=== Section Start ===

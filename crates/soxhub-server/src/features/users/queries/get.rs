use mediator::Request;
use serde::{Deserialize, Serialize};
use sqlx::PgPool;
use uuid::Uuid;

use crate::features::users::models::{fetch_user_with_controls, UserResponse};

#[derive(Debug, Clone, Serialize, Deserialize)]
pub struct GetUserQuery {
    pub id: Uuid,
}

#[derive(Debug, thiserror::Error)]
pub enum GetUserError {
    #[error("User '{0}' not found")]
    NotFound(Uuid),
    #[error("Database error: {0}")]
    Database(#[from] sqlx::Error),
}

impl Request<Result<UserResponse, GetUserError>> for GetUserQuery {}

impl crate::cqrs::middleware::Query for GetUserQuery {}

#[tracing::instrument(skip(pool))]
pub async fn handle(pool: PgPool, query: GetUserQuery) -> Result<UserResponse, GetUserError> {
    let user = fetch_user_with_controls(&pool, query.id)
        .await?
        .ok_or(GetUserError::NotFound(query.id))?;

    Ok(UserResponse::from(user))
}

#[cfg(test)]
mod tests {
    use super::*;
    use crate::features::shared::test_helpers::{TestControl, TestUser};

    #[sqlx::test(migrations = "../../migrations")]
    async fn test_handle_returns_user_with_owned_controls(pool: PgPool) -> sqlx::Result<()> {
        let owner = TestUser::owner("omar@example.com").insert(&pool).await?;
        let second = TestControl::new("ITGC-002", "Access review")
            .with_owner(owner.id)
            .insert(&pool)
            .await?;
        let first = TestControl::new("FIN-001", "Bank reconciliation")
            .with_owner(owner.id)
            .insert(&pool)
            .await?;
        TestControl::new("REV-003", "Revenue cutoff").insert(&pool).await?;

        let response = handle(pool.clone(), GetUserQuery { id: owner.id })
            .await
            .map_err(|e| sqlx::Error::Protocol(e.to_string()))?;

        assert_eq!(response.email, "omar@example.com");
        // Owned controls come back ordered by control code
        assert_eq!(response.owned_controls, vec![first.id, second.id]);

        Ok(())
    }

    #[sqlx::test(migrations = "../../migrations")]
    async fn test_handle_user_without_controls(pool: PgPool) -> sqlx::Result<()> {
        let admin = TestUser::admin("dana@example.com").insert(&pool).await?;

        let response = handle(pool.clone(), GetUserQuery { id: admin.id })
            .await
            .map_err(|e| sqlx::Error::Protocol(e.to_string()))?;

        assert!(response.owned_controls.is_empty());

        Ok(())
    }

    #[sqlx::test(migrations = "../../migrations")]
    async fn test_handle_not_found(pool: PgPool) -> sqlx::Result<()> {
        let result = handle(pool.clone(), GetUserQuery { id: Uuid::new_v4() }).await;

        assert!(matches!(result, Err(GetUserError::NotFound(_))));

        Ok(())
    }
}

=== Section End ===
=== Section Start ===

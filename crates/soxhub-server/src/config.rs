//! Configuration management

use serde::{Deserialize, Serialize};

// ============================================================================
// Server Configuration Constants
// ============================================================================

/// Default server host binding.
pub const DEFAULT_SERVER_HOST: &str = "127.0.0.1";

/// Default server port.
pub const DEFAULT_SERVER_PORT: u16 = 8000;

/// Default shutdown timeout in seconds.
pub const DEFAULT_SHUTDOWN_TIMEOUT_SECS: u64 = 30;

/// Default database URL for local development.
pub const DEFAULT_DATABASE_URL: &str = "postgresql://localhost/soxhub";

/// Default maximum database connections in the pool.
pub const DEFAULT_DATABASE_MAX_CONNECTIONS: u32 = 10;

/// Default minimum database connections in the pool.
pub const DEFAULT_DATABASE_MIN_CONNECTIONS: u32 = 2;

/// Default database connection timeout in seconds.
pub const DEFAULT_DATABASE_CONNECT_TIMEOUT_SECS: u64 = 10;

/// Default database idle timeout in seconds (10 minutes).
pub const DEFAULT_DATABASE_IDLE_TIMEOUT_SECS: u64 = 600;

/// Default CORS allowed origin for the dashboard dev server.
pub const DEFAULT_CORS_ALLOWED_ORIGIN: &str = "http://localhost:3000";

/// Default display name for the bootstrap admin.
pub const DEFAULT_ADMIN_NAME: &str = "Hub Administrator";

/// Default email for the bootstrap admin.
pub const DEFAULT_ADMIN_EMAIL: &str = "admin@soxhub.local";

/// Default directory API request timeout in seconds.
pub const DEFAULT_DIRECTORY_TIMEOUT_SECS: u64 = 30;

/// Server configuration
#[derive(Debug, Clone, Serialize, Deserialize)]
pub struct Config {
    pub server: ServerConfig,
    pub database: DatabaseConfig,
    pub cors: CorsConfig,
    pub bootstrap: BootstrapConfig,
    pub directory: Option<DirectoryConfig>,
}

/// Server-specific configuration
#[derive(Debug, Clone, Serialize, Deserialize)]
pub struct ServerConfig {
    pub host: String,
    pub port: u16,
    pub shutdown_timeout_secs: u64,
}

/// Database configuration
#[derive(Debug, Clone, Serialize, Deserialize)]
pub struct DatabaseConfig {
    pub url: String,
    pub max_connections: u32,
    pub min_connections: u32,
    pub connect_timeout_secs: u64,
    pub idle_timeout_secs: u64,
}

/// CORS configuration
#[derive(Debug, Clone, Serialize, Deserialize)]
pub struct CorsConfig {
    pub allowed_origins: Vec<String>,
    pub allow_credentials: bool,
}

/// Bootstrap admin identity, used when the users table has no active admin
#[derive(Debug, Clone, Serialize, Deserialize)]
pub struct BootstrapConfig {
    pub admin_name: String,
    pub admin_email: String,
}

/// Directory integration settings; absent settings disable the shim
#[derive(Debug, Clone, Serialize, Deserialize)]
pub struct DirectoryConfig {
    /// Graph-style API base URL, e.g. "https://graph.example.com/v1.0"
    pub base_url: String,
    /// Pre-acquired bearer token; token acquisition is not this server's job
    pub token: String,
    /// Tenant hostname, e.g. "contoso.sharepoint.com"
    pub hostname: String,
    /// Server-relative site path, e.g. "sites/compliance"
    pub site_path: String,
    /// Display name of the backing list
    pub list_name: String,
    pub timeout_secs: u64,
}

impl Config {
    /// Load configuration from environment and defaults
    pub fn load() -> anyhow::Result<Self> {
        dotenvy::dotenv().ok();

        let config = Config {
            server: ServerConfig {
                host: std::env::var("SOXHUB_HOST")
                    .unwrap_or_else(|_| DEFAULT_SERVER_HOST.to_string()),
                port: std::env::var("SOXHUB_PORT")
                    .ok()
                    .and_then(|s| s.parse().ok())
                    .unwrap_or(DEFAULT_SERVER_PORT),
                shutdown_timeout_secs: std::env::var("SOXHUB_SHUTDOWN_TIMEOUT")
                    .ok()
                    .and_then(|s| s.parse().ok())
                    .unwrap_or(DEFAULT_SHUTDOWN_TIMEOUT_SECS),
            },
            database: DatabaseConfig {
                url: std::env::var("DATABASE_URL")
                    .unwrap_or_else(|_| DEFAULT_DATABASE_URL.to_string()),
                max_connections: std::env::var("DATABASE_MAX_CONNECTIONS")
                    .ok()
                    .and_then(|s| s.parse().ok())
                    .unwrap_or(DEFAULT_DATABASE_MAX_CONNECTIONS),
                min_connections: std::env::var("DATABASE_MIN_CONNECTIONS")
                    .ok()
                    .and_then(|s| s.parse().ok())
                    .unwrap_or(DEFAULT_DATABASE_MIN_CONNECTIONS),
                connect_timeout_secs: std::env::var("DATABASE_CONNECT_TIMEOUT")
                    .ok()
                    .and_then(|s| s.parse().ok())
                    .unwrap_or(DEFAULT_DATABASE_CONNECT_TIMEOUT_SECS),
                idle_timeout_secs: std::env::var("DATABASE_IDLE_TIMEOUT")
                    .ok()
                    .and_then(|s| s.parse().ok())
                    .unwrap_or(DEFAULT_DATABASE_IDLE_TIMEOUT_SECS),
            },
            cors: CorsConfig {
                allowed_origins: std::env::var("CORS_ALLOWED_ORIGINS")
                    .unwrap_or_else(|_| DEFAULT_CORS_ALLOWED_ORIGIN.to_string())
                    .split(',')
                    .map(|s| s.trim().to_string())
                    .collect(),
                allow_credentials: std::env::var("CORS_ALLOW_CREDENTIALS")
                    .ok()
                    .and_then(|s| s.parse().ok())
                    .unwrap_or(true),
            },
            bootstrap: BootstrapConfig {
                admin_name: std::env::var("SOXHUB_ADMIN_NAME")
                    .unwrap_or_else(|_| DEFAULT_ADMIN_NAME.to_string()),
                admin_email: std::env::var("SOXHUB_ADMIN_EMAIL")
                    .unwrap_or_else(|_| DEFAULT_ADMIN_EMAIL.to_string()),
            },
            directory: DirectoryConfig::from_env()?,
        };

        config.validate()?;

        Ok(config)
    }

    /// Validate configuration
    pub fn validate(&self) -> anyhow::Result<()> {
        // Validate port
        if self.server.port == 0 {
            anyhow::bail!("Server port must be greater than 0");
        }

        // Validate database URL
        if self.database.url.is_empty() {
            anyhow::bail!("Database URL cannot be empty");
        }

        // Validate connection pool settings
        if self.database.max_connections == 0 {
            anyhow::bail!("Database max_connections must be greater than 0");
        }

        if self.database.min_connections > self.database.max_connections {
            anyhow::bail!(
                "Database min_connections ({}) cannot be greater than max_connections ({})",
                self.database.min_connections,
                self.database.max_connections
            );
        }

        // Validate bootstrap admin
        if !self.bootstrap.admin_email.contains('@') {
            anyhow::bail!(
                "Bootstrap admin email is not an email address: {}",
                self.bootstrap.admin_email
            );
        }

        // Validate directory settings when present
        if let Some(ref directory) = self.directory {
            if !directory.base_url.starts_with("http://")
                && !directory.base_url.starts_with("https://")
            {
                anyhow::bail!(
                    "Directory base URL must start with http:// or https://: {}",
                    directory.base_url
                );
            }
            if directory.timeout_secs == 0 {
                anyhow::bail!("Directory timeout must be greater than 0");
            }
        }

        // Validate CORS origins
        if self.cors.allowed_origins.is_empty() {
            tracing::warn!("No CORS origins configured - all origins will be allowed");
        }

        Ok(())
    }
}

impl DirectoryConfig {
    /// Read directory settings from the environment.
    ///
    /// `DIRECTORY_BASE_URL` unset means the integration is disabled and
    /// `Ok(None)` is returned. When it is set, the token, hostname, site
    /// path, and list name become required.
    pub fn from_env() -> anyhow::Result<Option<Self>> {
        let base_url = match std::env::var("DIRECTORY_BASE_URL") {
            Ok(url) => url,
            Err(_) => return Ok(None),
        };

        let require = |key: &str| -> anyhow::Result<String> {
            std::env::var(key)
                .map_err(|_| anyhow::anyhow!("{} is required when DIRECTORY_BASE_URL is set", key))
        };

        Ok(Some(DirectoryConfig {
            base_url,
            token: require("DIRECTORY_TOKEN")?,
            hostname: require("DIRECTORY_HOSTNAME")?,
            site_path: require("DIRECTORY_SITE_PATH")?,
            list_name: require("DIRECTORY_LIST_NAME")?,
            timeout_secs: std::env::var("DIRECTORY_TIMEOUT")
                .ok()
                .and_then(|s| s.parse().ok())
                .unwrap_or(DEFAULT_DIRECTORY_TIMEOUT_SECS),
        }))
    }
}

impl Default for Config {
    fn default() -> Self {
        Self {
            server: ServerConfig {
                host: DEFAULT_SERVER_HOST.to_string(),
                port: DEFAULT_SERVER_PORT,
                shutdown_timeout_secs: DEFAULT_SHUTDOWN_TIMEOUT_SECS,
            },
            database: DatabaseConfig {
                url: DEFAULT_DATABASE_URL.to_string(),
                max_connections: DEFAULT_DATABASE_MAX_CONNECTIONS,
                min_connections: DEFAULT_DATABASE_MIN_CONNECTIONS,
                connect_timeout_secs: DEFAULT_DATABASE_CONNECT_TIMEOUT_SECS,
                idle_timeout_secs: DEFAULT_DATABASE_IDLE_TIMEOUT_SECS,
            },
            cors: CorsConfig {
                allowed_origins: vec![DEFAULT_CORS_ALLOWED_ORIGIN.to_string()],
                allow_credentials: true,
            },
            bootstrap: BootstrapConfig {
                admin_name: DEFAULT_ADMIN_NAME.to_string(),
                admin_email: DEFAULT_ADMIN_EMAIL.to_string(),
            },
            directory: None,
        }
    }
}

=== Section End ===

Write down exactly the span of lines above from the one containing "filename crates/soxhub-server/src/features/users/queries/get.rs" to the one containing "assert_eq!(response.owned_controls, vec![first.id, second.id]);", both ends included.

filename crates/soxhub-server/src/features/users/queries/get.rs
use mediator::Request;
use serde::{Deserialize, Serialize};
use sqlx::PgPool;
use uuid::Uuid;

use crate::features::users::models::{fetch_user_with_controls, UserResponse};

#[derive(Debug, Clone, Serialize, Deserialize)]
pub struct GetUserQuery {
    pub id: Uuid,
}

#[derive(Debug, thiserror::Error)]
pub enum GetUserError {
    #[error("User '{0}' not found")]
    NotFound(Uuid),
    #[error("Database error: {0}")]
    Database(#[from] sqlx::Error),
}

impl Request<Result<UserResponse, GetUserError>> for GetUserQuery {}

impl crate::cqrs::middleware::Query for GetUserQuery {}

#[tracing::instrument(skip(pool))]
pub async fn handle(pool: PgPool, query: GetUserQuery) -> Result<UserResponse, GetUserError> {
    let user = fetch_user_with_controls(&pool, query.id)
        .await?
        .ok_or(GetUserError::NotFound(query.id))?;

    Ok(UserResponse::from(user))
}

#[cfg(test)]
mod tests {
    use super::*;
    use crate::features::shared::test_helpers::{TestControl, TestUser};

    #[sqlx::test(migrations = "../../migrations")]
    async fn test_handle_returns_user_with_owned_controls(pool: PgPool) -> sqlx::Result<()> {
        let owner = TestUser::owner("omar@example.com").insert(&pool).await?;
        let second = TestControl::new("ITGC-002", "Access review")
            .with_owner(owner.id)
            .insert(&pool)
            .await?;
        let first = TestControl::new("FIN-001", "Bank reconciliation")
            .with_owner(owner.id)
            .insert(&pool)
            .await?;
        TestControl::new("REV-003", "Revenue cutoff").insert(&pool).await?;

        let response = handle(pool.clone(), GetUserQuery { id: owner.id })
            .await
            .map_err(|e| sqlx::Error::Protocol(e.to_string()))?;

        assert_eq!(response.email, "omar@example.com");
        // Owned controls come back ordered by control code
        assert_eq!(response.owned_controls, vec![first.id, second.id]);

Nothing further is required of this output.